Dataset entries:
○ ○ ○ ○

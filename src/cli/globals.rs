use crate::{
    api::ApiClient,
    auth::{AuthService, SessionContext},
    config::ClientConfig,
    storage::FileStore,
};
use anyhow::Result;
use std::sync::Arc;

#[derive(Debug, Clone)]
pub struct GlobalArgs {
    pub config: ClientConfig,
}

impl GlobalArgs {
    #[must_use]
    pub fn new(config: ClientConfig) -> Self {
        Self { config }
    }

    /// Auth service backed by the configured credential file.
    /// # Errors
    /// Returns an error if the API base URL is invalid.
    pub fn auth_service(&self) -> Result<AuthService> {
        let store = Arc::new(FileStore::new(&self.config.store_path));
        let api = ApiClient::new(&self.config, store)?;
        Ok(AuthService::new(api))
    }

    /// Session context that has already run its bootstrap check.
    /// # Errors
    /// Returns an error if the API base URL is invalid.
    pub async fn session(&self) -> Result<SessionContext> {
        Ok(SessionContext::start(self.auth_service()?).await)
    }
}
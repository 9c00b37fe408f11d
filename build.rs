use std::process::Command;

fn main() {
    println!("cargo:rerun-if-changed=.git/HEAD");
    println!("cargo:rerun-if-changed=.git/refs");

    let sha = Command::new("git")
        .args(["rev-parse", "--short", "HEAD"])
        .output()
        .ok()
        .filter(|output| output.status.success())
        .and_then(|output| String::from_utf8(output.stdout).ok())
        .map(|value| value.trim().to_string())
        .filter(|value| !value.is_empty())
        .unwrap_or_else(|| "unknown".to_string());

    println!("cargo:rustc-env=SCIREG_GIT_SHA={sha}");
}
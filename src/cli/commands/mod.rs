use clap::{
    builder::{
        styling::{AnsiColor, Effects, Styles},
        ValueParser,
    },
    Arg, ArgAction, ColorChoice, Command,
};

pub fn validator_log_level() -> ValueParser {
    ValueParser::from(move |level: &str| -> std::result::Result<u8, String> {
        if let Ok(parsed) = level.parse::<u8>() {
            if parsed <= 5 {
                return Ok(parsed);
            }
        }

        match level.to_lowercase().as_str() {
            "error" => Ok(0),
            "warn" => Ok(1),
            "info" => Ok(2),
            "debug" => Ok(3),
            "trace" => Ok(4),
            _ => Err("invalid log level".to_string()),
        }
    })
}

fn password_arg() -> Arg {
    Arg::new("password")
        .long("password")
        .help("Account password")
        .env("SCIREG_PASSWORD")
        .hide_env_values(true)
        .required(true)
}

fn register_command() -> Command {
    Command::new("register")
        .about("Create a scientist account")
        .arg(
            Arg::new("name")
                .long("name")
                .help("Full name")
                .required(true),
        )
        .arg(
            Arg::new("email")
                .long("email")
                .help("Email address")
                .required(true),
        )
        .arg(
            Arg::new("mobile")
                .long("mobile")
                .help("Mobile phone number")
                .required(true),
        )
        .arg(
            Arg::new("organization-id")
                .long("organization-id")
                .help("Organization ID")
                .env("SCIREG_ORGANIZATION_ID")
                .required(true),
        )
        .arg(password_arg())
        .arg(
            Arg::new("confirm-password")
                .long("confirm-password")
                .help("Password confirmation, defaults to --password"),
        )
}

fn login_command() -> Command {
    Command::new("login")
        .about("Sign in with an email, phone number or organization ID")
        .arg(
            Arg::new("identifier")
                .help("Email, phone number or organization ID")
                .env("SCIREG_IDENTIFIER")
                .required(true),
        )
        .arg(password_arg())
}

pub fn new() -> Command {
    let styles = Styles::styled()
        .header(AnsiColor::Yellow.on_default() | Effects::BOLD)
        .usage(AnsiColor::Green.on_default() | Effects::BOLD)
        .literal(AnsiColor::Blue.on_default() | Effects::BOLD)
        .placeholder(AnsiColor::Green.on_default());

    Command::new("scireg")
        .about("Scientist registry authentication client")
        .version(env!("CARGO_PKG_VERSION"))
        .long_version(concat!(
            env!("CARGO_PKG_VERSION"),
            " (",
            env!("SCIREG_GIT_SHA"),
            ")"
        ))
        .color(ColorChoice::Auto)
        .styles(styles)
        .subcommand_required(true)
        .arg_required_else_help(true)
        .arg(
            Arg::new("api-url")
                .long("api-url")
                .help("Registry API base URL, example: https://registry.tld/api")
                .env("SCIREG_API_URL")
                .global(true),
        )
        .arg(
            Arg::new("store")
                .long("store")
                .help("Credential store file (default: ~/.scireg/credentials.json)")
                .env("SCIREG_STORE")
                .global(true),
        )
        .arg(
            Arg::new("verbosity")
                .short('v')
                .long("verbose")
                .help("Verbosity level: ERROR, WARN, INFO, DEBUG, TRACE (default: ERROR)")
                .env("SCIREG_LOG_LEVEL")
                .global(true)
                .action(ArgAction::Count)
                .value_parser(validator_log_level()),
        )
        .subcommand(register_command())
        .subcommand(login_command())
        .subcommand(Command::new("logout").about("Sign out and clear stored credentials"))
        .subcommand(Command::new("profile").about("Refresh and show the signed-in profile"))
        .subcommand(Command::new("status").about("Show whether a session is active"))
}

○ ○ ○ ○

Required work
Restate the records above word for word, omitting nothing.

Exercise response
filename src/cli/globals.rs
use crate::{
    api::ApiClient,
    auth::{AuthService, SessionContext},
    config::ClientConfig,
    storage::FileStore,
};
use anyhow::Result;
use std::sync::Arc;

#[derive(Debug, Clone)]
pub struct GlobalArgs {
    pub config: ClientConfig,
}

impl GlobalArgs {
    #[must_use]
    pub fn new(config: ClientConfig) -> Self {
        Self { config }
    }

    /// Auth service backed by the configured credential file.
    /// # Errors
    /// Returns an error if the API base URL is invalid.
    pub fn auth_service(&self) -> Result<AuthService> {
        let store = Arc::new(FileStore::new(&self.config.store_path));
        let api = ApiClient::new(&self.config, store)?;
        Ok(AuthService::new(api))
    }

    /// Session context that has already run its bootstrap check.
    /// # Errors
    /// Returns an error if the API base URL is invalid.
    pub async fn session(&self) -> Result<SessionContext> {
        Ok(SessionContext::start(self.auth_service()?).await)
    }
}
repository 9c00b37fe408f11d
filename build.rs
use std::process::Command;

fn main() {
    println!("cargo:rerun-if-changed=.git/HEAD");
    println!("cargo:rerun-if-changed=.git/refs");

    let sha = Command::new("git")
        .args(["rev-parse", "--short", "HEAD"])
        .output()
        .ok()
        .filter(|output| output.status.success())
        .and_then(|output| String::from_utf8(output.stdout).ok())
        .map(|value| value.trim().to_string())
        .filter(|value| !value.is_empty())
        .unwrap_or_else(|| "unknown".to_string());

    println!("cargo:rustc-env=SCIREG_GIT_SHA={sha}");
}
filename src/cli/commands/mod.rs
use clap::{
    builder::{
        styling::{AnsiColor, Effects, Styles},
        ValueParser,
    },
    Arg, ArgAction, ColorChoice, Command,
};

pub fn validator_log_level() -> ValueParser {
    ValueParser::from(move |level: &str| -> std::result::Result<u8, String> {
        if let Ok(parsed) = level.parse::<u8>() {
            if parsed <= 5 {
                return Ok(parsed);
            }
        }

        match level.to_lowercase().as_str() {
            "error" => Ok(0),
            "warn" => Ok(1),
            "info" => Ok(2),
            "debug" => Ok(3),
            "trace" => Ok(4),
            _ => Err("invalid log level".to_string()),
        }
    })
}

fn password_arg() -> Arg {
    Arg::new("password")
        .long("password")
        .help("Account password")
        .env("SCIREG_PASSWORD")
        .hide_env_values(true)
        .required(true)
}

fn register_command() -> Command {
    Command::new("register")
        .about("Create a scientist account")
        .arg(
            Arg::new("name")
                .long("name")
                .help("Full name")
                .required(true),
        )
        .arg(
            Arg::new("email")
                .long("email")
                .help("Email address")
                .required(true),
        )
        .arg(
            Arg::new("mobile")
                .long("mobile")
                .help("Mobile phone number")
                .required(true),
        )
        .arg(
            Arg::new("organization-id")
                .long("organization-id")
                .help("Organization ID")
                .env("SCIREG_ORGANIZATION_ID")
                .required(true),
        )
        .arg(password_arg())
        .arg(
            Arg::new("confirm-password")
                .long("confirm-password")
                .help("Password confirmation, defaults to --password"),
        )
}

fn login_command() -> Command {
    Command::new("login")
        .about("Sign in with an email, phone number or organization ID")
        .arg(
            Arg::new("identifier")
                .help("Email, phone number or organization ID")
                .env("SCIREG_IDENTIFIER")
                .required(true),
        )
        .arg(password_arg())
}

pub fn new() -> Command {
    let styles = Styles::styled()
        .header(AnsiColor::Yellow.on_default() | Effects::BOLD)
        .usage(AnsiColor::Green.on_default() | Effects::BOLD)
        .literal(AnsiColor::Blue.on_default() | Effects::BOLD)
        .placeholder(AnsiColor::Green.on_default());

    Command::new("scireg")
        .about("Scientist registry authentication client")
        .version(env!("CARGO_PKG_VERSION"))
        .long_version(concat!(
            env!("CARGO_PKG_VERSION"),
            " (",
            env!("SCIREG_GIT_SHA"),
            ")"
        ))
        .color(ColorChoice::Auto)
        .styles(styles)
        .subcommand_required(true)
        .arg_required_else_help(true)
        .arg(
            Arg::new("api-url")
                .long("api-url")
                .help("Registry API base URL, example: https://registry.tld/api")
                .env("SCIREG_API_URL")
                .global(true),
        )
        .arg(
            Arg::new("store")
                .long("store")
                .help("Credential store file (default: ~/.scireg/credentials.json)")
                .env("SCIREG_STORE")
                .global(true),
        )
        .arg(
            Arg::new("verbosity")
                .short('v')
                .long("verbose")
                .help("Verbosity level: ERROR, WARN, INFO, DEBUG, TRACE (default: ERROR)")
                .env("SCIREG_LOG_LEVEL")
                .global(true)
                .action(ArgAction::Count)
                .value_parser(validator_log_level()),
        )
        .subcommand(register_command())
        .subcommand(login_command())
        .subcommand(Command::new("logout").about("Sign out and clear stored credentials"))
        .subcommand(Command::new("profile").about("Refresh and show the signed-in profile"))
        .subcommand(Command::new("status").about("Show whether a session is active"))
}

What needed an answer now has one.